Le Service national de la police (NPS) a publiquement rejeté une publication largement partagée sur les réseaux sociaux qui prétendait répertorier les postes de commandement des officiers (OCS) des 33 commissariats de police de Nairobi, la majorité des noms portant des marqueurs ethniques Kalenjin.
Le NPS a publié le démenti le mercredi 5 août, qualifiant la liste de fausse.
Le message avait circulé sur X, nommant des agents spécifiques dans des commissariats allant du commissariat central au commissariat d’Umoja, et avait attiré une attention particulière en raison de la prédominance des préfixes « Kip- » parmi les noms répertoriés, largement associés à la communauté Kalenjin.
Le message identifie également Eliud Lagat comme étant l’inspecteur général adjoint de la police.
NPS qualifie la publication de fausse
La communication officielle de la police n’est pas allée jusqu’à publier une liste corrigée des OCS, une réponse que plusieurs Kenyans de X ont jugée insuffisante.
Le refus à lui seul n’a pas satisfait les utilisateurs qui ont fait valoir que la transparence exigeait que le NPS publie les affectations vérifiées des agents pour remplacer les informations contestées.
@zwangentaba a déclaré : « Donnez-nous la bonne liste. La signaler comme fausse ne suffit pas. »
@krombopulos_eth s’est demandé si les policiers nommés existaient réellement dans le service : « Merci pour la clarté, mais peut-être pourriez-vous nous montrer les noms des vrais OCS de Nairobi. Si c’est faux, les policiers nommés ici sont-ils également faux ? S’agit-il de vrais policiers ? Est-ce qu’ils servent toujours dans ces commissariats ?
@njoguwagunjo a fait écho à l’appel à la divulgation officielle, en écrivant : « Puisqu’ils sont des agents publics, le @NPSOfficial_KE devrait publier la liste des OCS en service à Nairobi. Cela mettra fin aux fausses nouvelles. »
Tous les répondants n’ont pas remis en question ce refus. @benson_wil57510 semble corroborer partiellement la position du NPS, notant : « Makongeni OCS n’est pas un Kalenjin. Cela, je peux le confirmer. »
Appels à punir la désinformation
Certains utilisateurs ont déplacé la conversation vers le traitement juridique des responsables de la diffusion de faux contenus.
@EkalMoses a écrit : « Les gens propagent de la désinformation, et la désinformation devrait être punie par la loi.
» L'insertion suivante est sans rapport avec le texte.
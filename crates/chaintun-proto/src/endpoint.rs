//! `host:port` endpoint helpers

use thiserror::Error;

#[derive(Debug, Clone, PartialEq, Eq, Error)]
pub enum EndpointError {
    #[error("invalid address format: '{0}' (expected host:port)")]
    MissingPort(String),

    #[error("invalid address format: '{0}' (host cannot be empty)")]
    EmptyHost(String),

    #[error("invalid port in address: '{0}'")]
    InvalidPort(String),
}

/// Split `host:port` (or `[v6]:port`) into its parts
pub fn split_host_port(addr: &str) -> Result<(String, u16), EndpointError> {
    let (host, port) = addr
        .rsplit_once(':')
        .ok_or_else(|| EndpointError::MissingPort(addr.to_string()))?;

    let host = host
        .strip_prefix('[')
        .and_then(|h| h.strip_suffix(']'))
        .unwrap_or(host);

    if host.is_empty() {
        return Err(EndpointError::EmptyHost(addr.to_string()));
    }

    let port = port
        .parse::<u16>()
        .map_err(|_| EndpointError::InvalidPort(addr.to_string()))?;

    Ok((host.to_string(), port))
}
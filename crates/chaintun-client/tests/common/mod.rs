//! Scriptable in-memory transport for driving a tunnel in tests

#![allow(dead_code)]

use async_trait::async_trait;
use chaintun_client::{HopSpec, TunnelConfig};
use chaintun_transport::{
    Accepted, RemoteListener, SecureSession, SessionConnector, TransportError, TransportResult,
};
use std::collections::HashSet;
use std::sync::atomic::{AtomicBool, Ordering};
use std::sync::{Arc, Mutex};
use tokio::io::DuplexStream;
use tokio::sync::mpsc;
use tokio::time::Instant;

#[derive(Debug, Clone, PartialEq, Eq)]
pub enum Event {
    Connect(String),
    ConnectVia { parent: String, host: String },
    Listen { host: String, addr: String },
    CloseListener(String),
    CloseSession(String),
}

pub enum Incoming {
    Stream(DuplexStream, String),
    Error(String),
}

#[derive(Clone, Default)]
pub struct Recorder {
    events: Arc<Mutex<Vec<Event>>>,
    first_hop_dials: Arc<Mutex<Vec<Instant>>>,
}

impl Recorder {
    fn push(&self, event: Event) {
        self.events.lock().unwrap().push(event);
    }

    pub fn events(&self) -> Vec<Event> {
        self.events.lock().unwrap().clone()
    }

    pub fn first_hop_dials(&self) -> Vec<Instant> {
        self.first_hop_dials.lock().unwrap().clone()
    }

    /// Hosts dialed (directly or nested), in order
    pub fn dialed_hosts(&self) -> Vec<String> {
        self.events()
            .into_iter()
            .filter_map(|event| match event {
                Event::Connect(host) => Some(host),
                Event::ConnectVia { host, .. } => Some(host),
                _ => None,
            })
            .collect()
    }

    pub fn closed_sessions(&self) -> Vec<String> {
        self.events()
            .into_iter()
            .filter_map(|event| match event {
                Event::CloseSession(host) => Some(host),
                _ => None,
            })
            .collect()
    }
}

type IncomingSlot = Arc<Mutex<Option<mpsc::UnboundedReceiver<Incoming>>>>;

pub struct MockConnector {
    recorder: Recorder,
    failing_hosts: HashSet<String>,
    hanging_hosts: HashSet<String>,
    refuse_listen: bool,
    hang_listen: bool,
    incoming: IncomingSlot,
}

impl MockConnector {
    pub fn new() -> (Self, Recorder, mpsc::UnboundedSender<Incoming>) {
        let recorder = Recorder::default();
        let (tx, rx) = mpsc::unbounded_channel();
        (
            Self {
                recorder: recorder.clone(),
                failing_hosts: HashSet::new(),
                hanging_hosts: HashSet::new(),
                refuse_listen: false,
                hang_listen: false,
                incoming: Arc::new(Mutex::new(Some(rx))),
            },
            recorder,
            tx,
        )
    }

    pub fn fail_host(mut self, host: &str) -> Self {
        self.failing_hosts.insert(host.to_string());
        self
    }

    /// Dialing this host never completes
    pub fn hang_host(mut self, host: &str) -> Self {
        self.hanging_hosts.insert(host.to_string());
        self
    }

    pub fn refuse_listen(mut self) -> Self {
        self.refuse_listen = true;
        self
    }

    /// Listener requests never complete
    pub fn hang_listen(mut self) -> Self {
        self.hang_listen = true;
        self
    }

    async fn dial(&self, hop: &HopSpec) -> TransportResult<MockSession> {
        if self.hanging_hosts.contains(hop.host()) {
            std::future::pending::<()>().await;
        }
        if self.failing_hosts.contains(hop.host()) {
            return Err(TransportError::ConnectionFailed(format!(
                "{}: connection refused",
                hop.host_port()
            )));
        }
        Ok(MockSession {
            host: hop.host().to_string(),
            recorder: self.recorder.clone(),
            refuse_listen: self.refuse_listen,
            hang_listen: self.hang_listen,
            incoming: self.incoming.clone(),
            closed: AtomicBool::new(false),
        })
    }
}

#[async_trait]
impl SessionConnector for MockConnector {
    type Session = MockSession;

    async fn connect(&self, hop: &HopSpec) -> TransportResult<Self::Session> {
        self.recorder.push(Event::Connect(hop.host().to_string()));
        self.recorder
            .first_hop_dials
            .lock()
            .unwrap()
            .push(Instant::now());
        self.dial(hop).await
    }

    async fn connect_via(
        &self,
        parent: &Self::Session,
        hop: &HopSpec,
    ) -> TransportResult<Self::Session> {
        self.recorder.push(Event::ConnectVia {
            parent: parent.host.clone(),
            host: hop.host().to_string(),
        });
        if parent.is_closed() {
            return Err(TransportError::SessionClosed);
        }
        self.dial(hop).await
    }
}

pub struct MockSession {
    host: String,
    recorder: Recorder,
    refuse_listen: bool,
    hang_listen: bool,
    incoming: IncomingSlot,
    closed: AtomicBool,
}

#[async_trait]
impl SecureSession for MockSession {
    type Listener = MockListener;

    async fn listen(&self, addr: &str) -> TransportResult<Self::Listener> {
        self.recorder.push(Event::Listen {
            host: self.host.clone(),
            addr: addr.to_string(),
        });
        if self.hang_listen {
            std::future::pending::<()>().await;
        }
        if self.refuse_listen {
            return Err(TransportError::ForwardRejected(addr.to_string()));
        }
        // Later runs get a listener that is already closed
        let incoming = self.incoming.lock().unwrap().take().unwrap_or_else(|| {
            let (_, rx) = mpsc::unbounded_channel();
            rx
        });
        Ok(MockListener {
            addr: addr.to_string(),
            recorder: self.recorder.clone(),
            incoming,
        })
    }

    async fn close(&self) {
        if !self.closed.swap(true, Ordering::SeqCst) {
            self.recorder.push(Event::CloseSession(self.host.clone()));
        }
    }
}

impl MockSession {
    pub fn is_closed(&self) -> bool {
        self.closed.load(Ordering::SeqCst)
    }
}

pub struct MockListener {
    addr: String,
    recorder: Recorder,
    incoming: mpsc::UnboundedReceiver<Incoming>,
}

#[async_trait]
impl RemoteListener for MockListener {
    type Stream = DuplexStream;

    async fn accept(&mut self) -> TransportResult<Option<Accepted<Self::Stream>>> {
        match self.incoming.recv().await {
            Some(Incoming::Stream(stream, peer)) => Ok(Some(Accepted { stream, peer })),
            Some(Incoming::Error(msg)) => Err(TransportError::ProtocolError(msg)),
            None => Ok(None),
        }
    }

    fn listen_addr(&self) -> &str {
        &self.addr
    }

    async fn close(&mut self) {
        self.incoming.close();
        self.recorder.push(Event::CloseListener(self.addr.clone()));
    }
}

pub fn config(hops: &[&str], target: &str) -> TunnelConfig {
    let mut builder = TunnelConfig::builder()
        .target(target)
        .remote_listen_addr("localhost:2222");
    for hop in hops {
        builder = builder.via(*hop);
    }
    builder.build().expect("valid test config")
}

pub fn three_hops() -> Vec<&'static str> {
    vec!["alice@bastion:22", "bob@middle:22", "carol@inner:22"]
}
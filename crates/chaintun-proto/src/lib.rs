//! Shared types for chaintun
//!
//! Hop descriptors (`user@host:port`) and `host:port` endpoint helpers used by
//! the transport and client crates.

pub mod endpoint;
pub mod hop;

pub use endpoint::{split_host_port, EndpointError};
pub use hop::{HopParseError, HopSpec};
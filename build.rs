use std::process::Command;

/// Run a git command, returning trimmed stdout on success
fn git(args: &[&str]) -> Option<String> {
    let output = Command::new("git").args(args).output().ok()?;
    if !output.status.success() {
        return None;
    }
    String::from_utf8(output.stdout)
        .ok()
        .map(|s| s.trim().to_string())
        .filter(|s| !s.is_empty())
}

fn main() {
    let git_hash = git(&["rev-parse", "--short", "HEAD"]).unwrap_or_else(|| "unknown".to_string());

    // Falls back to the crate version outside a tagged checkout
    let git_tag = git(&["describe", "--tags", "--abbrev=0"])
        .unwrap_or_else(|| env!("CARGO_PKG_VERSION").to_string());

    let build_time = chrono::Utc::now().to_rfc3339();

    println!("cargo:rustc-env=GIT_HASH={}", git_hash);
    println!("cargo:rustc-env=GIT_TAG={}", git_tag);
    println!("cargo:rustc-env=BUILD_TIME={}", build_time);

    println!("cargo:rerun-if-changed=.git/HEAD");
    println!("cargo:rerun-if-changed=.git/refs");
}
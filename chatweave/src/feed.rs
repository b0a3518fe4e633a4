//! Replay feed parsing
//!
//! A feed is JSON Lines: each line is either a server event (tagged by
//! `event`) or a local action (tagged by `action`) standing in for the user
//! or a timer.

use anyhow::{Context, Result};
use chatweave_core::InboundEvent;
use serde::Deserialize;

/// Something the local side did
#[derive(Debug, Clone, PartialEq, Deserialize)]
#[serde(tag = "action", rename_all = "snake_case")]
pub enum LocalAction {
    /// The user asked a question
    Send {
        request_id: String,
        content: String,
        timestamp: i64,
    },
    /// The user pressed "stop generation"
    StopGeneration,
    /// The acknowledgment timer for `request_id` ran out
    Expire { request_id: String },
    /// The welcome delay elapsed
    Welcome { timestamp: i64 },
}

/// One line of a replay feed
#[derive(Debug, Clone, PartialEq, Deserialize)]
#[serde(untagged)]
pub enum FeedLine {
    Local(LocalAction),
    Server(InboundEvent),
}

/// Parse a whole feed, skipping blank lines and `#` comments.
pub fn parse_feed(text: &str) -> Result<Vec<FeedLine>> {
    text.lines()
        .enumerate()
        .filter(|(_, line)| {
            let line = line.trim();
            !line.is_empty() && !line.starts_with('#')
        })
        .map(|(i, line)| {
            serde_json::from_str(line).with_context(|| format!("invalid feed line {}", i + 1))
        })
        .collect()
}

#[cfg(test)]
mod tests {
    use super::*;

    #[test]
    fn test_parse_mixed_feed() {
        let feed = r#"
# user asks
{"action":"send","request_id":"r1","content":"hi","timestamp":1}
{"event":"reply","session_id":"s1","record_id":"m1","content":"hello","timestamp":2}
{"action":"stop_generation"}
"#;
        let lines = parse_feed(feed).unwrap();
        assert_eq!(lines.len(), 3);
        assert!(matches!(lines[0], FeedLine::Local(LocalAction::Send { .. })));
        assert!(matches!(lines[1], FeedLine::Server(InboundEvent::Reply(_))));
        assert_eq!(lines[2], FeedLine::Local(LocalAction::StopGeneration));
    }

    #[test]
    fn test_bad_line_reports_position() {
        let err = parse_feed("{\"action\":\"send\"}\n").unwrap_err();
        assert!(err.to_string().contains("line 1"));
    }
}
Nous ne pouvons pas continuer ainsi au 21e siècle ; c’est pour le moins immoral. »
Cet épisode reflète les tensions persistantes au Kenya autour de la représentation ethnique dans les institutions publiques, en particulier dans les services de sécurité.
Les allégations de nominations déséquilibrées selon des critères tribaux sont récurrentes et constituent un point d’éclair politique ces dernières années, rendant les listes non vérifiées de cette nature particulièrement sensibles lorsqu’elles circulent sans attribution ni pièces justificatives.
Le NPS n’avait pas publié les affectations OCS vérifiées pour les 33 stations de Nairobi au moment de la publication.
Le cavalier Boda meurt après sa libération de la gare de Muthaiga ?
Par ailleurs, des manifestations ont éclaté après qu’Eric Otieno, un cavalier de boda boda de 20 ans, est décédé quelques heures après sa libération du commissariat de police de Muthaiga.
Avant sa mort, Otieno a affirmé avoir été sévèrement battu par cinq policiers qui l’avaient arrêté.
Sa famille a révélé que les policiers avaient exigé une caution de 10 000 KSh au milieu de sa douleur. Ils ont demandé justice après qu’une autopsie ait confirmé qu’Otieno était mort de graves hémorragies et de blessures à l’abdomen, à la rate et aux intestins.
Relecture par Jackson Otukho, rédacteur en chef chez Togolais.info.